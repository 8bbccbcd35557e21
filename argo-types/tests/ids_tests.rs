use argo_types::{ActingUser, EntityUuid, RevisionId, UserId};
use std::collections::HashSet;
use std::str::FromStr;

// ── EntityUuid ────────────────────────────────────────────────────

#[test]
fn entity_uuid_new_is_unique() {
    let a = EntityUuid::new();
    let b = EntityUuid::new();
    assert_ne!(a, b);
}

#[test]
fn entity_uuid_from_uuid_roundtrip() {
    let uuid = uuid::Uuid::new_v4();
    let id = EntityUuid::from_uuid(uuid);
    assert_eq!(id.as_uuid(), uuid);
}

#[test]
fn entity_uuid_display_and_parse() {
    let id = EntityUuid::new();
    let parsed = EntityUuid::parse(&id.to_string()).unwrap();
    assert_eq!(id, parsed);
}

#[test]
fn entity_uuid_parse_invalid() {
    assert!(EntityUuid::parse("not-a-uuid").is_err());
    assert!(EntityUuid::from_str("garbage").is_err());
}

#[test]
fn entity_uuid_serializes_as_plain_string() {
    let id = EntityUuid::parse("5b0e2c39-8f5e-4a55-9d43-6a2b1e0c9f11").unwrap();
    let json = serde_json::to_string(&id).unwrap();
    assert_eq!(json, "\"5b0e2c39-8f5e-4a55-9d43-6a2b1e0c9f11\"");
    let back: EntityUuid = serde_json::from_str(&json).unwrap();
    assert_eq!(back, id);
}

#[test]
fn entity_uuid_works_as_map_key() {
    let id = EntityUuid::new();
    let mut map = std::collections::BTreeMap::new();
    map.insert(id, 7);
    let json = serde_json::to_string(&map).unwrap();
    let back: std::collections::BTreeMap<EntityUuid, i32> = serde_json::from_str(&json).unwrap();
    assert_eq!(back.get(&id), Some(&7));
}

#[test]
fn entity_uuid_hash_and_eq() {
    let id = EntityUuid::new();
    let mut set = HashSet::new();
    set.insert(id);
    set.insert(id);
    assert_eq!(set.len(), 1);
}

// ── RevisionId ────────────────────────────────────────────────────

#[test]
fn revision_id_next_increments() {
    assert_eq!(RevisionId::new(4).next(), RevisionId::new(5));
}

#[test]
fn revision_id_ordering() {
    assert!(RevisionId::new(1) < RevisionId::new(2));
}

#[test]
fn revision_id_parse() {
    assert_eq!(RevisionId::from_str("42").unwrap().get(), 42);
    assert!(RevisionId::from_str("x42").is_err());
    assert!(RevisionId::from_str("-1").is_err());
}

#[test]
fn revision_id_serializes_as_number() {
    assert_eq!(serde_json::to_string(&RevisionId::new(9)).unwrap(), "9");
}

// ── ActingUser ────────────────────────────────────────────────────

#[test]
fn acting_user_default_is_service_account() {
    let user = ActingUser::default();
    assert_eq!(user.uid, UserId::new(1));
    assert_eq!(user.name, "argo");
}
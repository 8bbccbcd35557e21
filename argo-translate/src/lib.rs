//! Translation export and import for content entities.
//!
//! - [`path`]: converts nested property trees to flat `(path, value)` pairs and back
//! - [`export`]: flattens an entity's translatable properties into an [`ExportBundle`]
//! - [`import`]: writes translated values back into a language variant
//! - [`walker`]: translates a whole reference graph and saves it atomically
//! - [`ArgoService`]: the caller-facing operations over an entity storage
//!
//! # Example
//!
//! ```ignore
//! let mut service = ArgoService::new(storage, ArgoConfig::default());
//! let bundle = service.export("node", &uuid, None)?;
//! let payload = TranslationPayload::new(
//!     Langcode::parse("de")?,
//!     uuid,
//!     vec![bundle.items[0].translated("Hallo")],
//! );
//! service.translate("node", &uuid, &TranslationsById::from([(uuid, payload)]))?;
//! ```

mod bundle;
mod config;
mod error;
pub mod export;
pub mod import;
pub mod metatag;
pub mod path;
mod service;
pub mod uri;
pub mod walker;

pub use bundle::{
    ExportBundle, ExportWarning, PayloadItem, ReferenceRecord, TranslatableProperty, TranslationPayload,
    TranslationsById,
};
pub use config::{ArgoConfig, DEFAULT_REVISION_LOG};
pub use error::{ArgoError, ArgoResult, FieldNotFound, FieldNotFoundKind};
pub use export::PropertyExporter;
pub use import::PropertyImporter;
pub use path::{PathError, PropertyPath};
pub use service::{ArgoService, FieldValue};
pub use walker::{ReferenceGraphWalker, SavedEntity, TranslationContext, TranslationReport};
//! Identifier types used throughout Argo.
//!
//! An entity has two identities: a stable [`EntityUuid`] shared by all of its
//! language variants and revisions, and a point-in-time [`RevisionId`].

use serde::{Deserialize, Serialize};
use std::fmt;
use std::str::FromStr;
use uuid::Uuid;

use crate::TypesError;

/// Stable, cross-language identity of a content entity.
#[derive(Debug, Clone, Copy, PartialEq, Eq, PartialOrd, Ord, Hash, Serialize, Deserialize)]
#[serde(transparent)]
pub struct EntityUuid(Uuid);

impl EntityUuid {
    /// Creates a new random entity UUID.
    #[must_use]
    pub fn new() -> Self {
        Self(Uuid::new_v4())
    }

    /// Creates an entity UUID from an existing UUID.
    #[must_use]
    pub const fn from_uuid(uuid: Uuid) -> Self {
        Self(uuid)
    }

    /// Returns the underlying UUID.
    #[must_use]
    pub const fn as_uuid(&self) -> Uuid {
        self.0
    }

    /// Parses an entity UUID from a string.
    pub fn parse(s: &str) -> Result<Self, uuid::Error> {
        Ok(Self(Uuid::parse_str(s)?))
    }
}

impl Default for EntityUuid {
    fn default() -> Self {
        Self::new()
    }
}

impl fmt::Display for EntityUuid {
    fn fmt(&self, f: &mut fmt::Formatter<'_>) -> fmt::Result {
        write!(f, "{}", self.0)
    }
}

impl FromStr for EntityUuid {
    type Err = uuid::Error;

    fn from_str(s: &str) -> Result<Self, Self::Err> {
        Ok(Self(Uuid::parse_str(s)?))
    }
}

/// Point-in-time identity of a revisionable entity.
#[derive(Debug, Clone, Copy, PartialEq, Eq, PartialOrd, Ord, Hash, Serialize, Deserialize)]
#[serde(transparent)]
pub struct RevisionId(u64);

impl RevisionId {
    #[must_use]
    pub const fn new(id: u64) -> Self {
        Self(id)
    }

    #[must_use]
    pub const fn get(&self) -> u64 {
        self.0
    }

    /// Returns the id that follows this one.
    #[must_use]
    pub const fn next(&self) -> Self {
        Self(self.0 + 1)
    }
}

impl fmt::Display for RevisionId {
    fn fmt(&self, f: &mut fmt::Formatter<'_>) -> fmt::Result {
        write!(f, "{}", self.0)
    }
}

impl FromStr for RevisionId {
    type Err = TypesError;

    fn from_str(s: &str) -> Result<Self, Self::Err> {
        s.parse::<u64>()
            .map(Self)
            .map_err(|_| TypesError::InvalidRevisionId(s.to_string()))
    }
}

/// Numeric id of a user account on the host system.
#[derive(Debug, Clone, Copy, PartialEq, Eq, PartialOrd, Ord, Hash, Serialize, Deserialize)]
#[serde(transparent)]
pub struct UserId(u64);

impl UserId {
    #[must_use]
    pub const fn new(id: u64) -> Self {
        Self(id)
    }

    #[must_use]
    pub const fn get(&self) -> u64 {
        self.0
    }
}

impl fmt::Display for UserId {
    fn fmt(&self, f: &mut fmt::Formatter<'_>) -> fmt::Result {
        write!(f, "{}", self.0)
    }
}

/// The account that revisions written by an import are attributed to.
#[derive(Debug, Clone, PartialEq, Eq, Serialize, Deserialize)]
pub struct ActingUser {
    pub uid: UserId,
    pub name: String,
}

impl ActingUser {
    pub fn new(uid: u64, name: impl Into<String>) -> Self {
        Self {
            uid: UserId::new(uid),
            name: name.into(),
        }
    }
}

impl Default for ActingUser {
    fn default() -> Self {
        Self::new(1, "argo")
    }
}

- Work to complete -
After locating the line with "assert_eq!(id, parsed);" in the material above, return it and each line after it exactly, ending at the line with "let json = serde_json::to_string(&id).unwrap();".

- Finished exercise -
    assert_eq!(id, parsed);
}

#[test]
fn entity_uuid_parse_invalid() {
    assert!(EntityUuid::parse("not-a-uuid").is_err());
    assert!(EntityUuid::from_str("garbage").is_err());
}

#[test]
fn entity_uuid_serializes_as_plain_string() {
    let id = EntityUuid::parse("5b0e2c39-8f5e-4a55-9d43-6a2b1e0c9f11").unwrap();
    let json = serde_json::to_string(&id).unwrap();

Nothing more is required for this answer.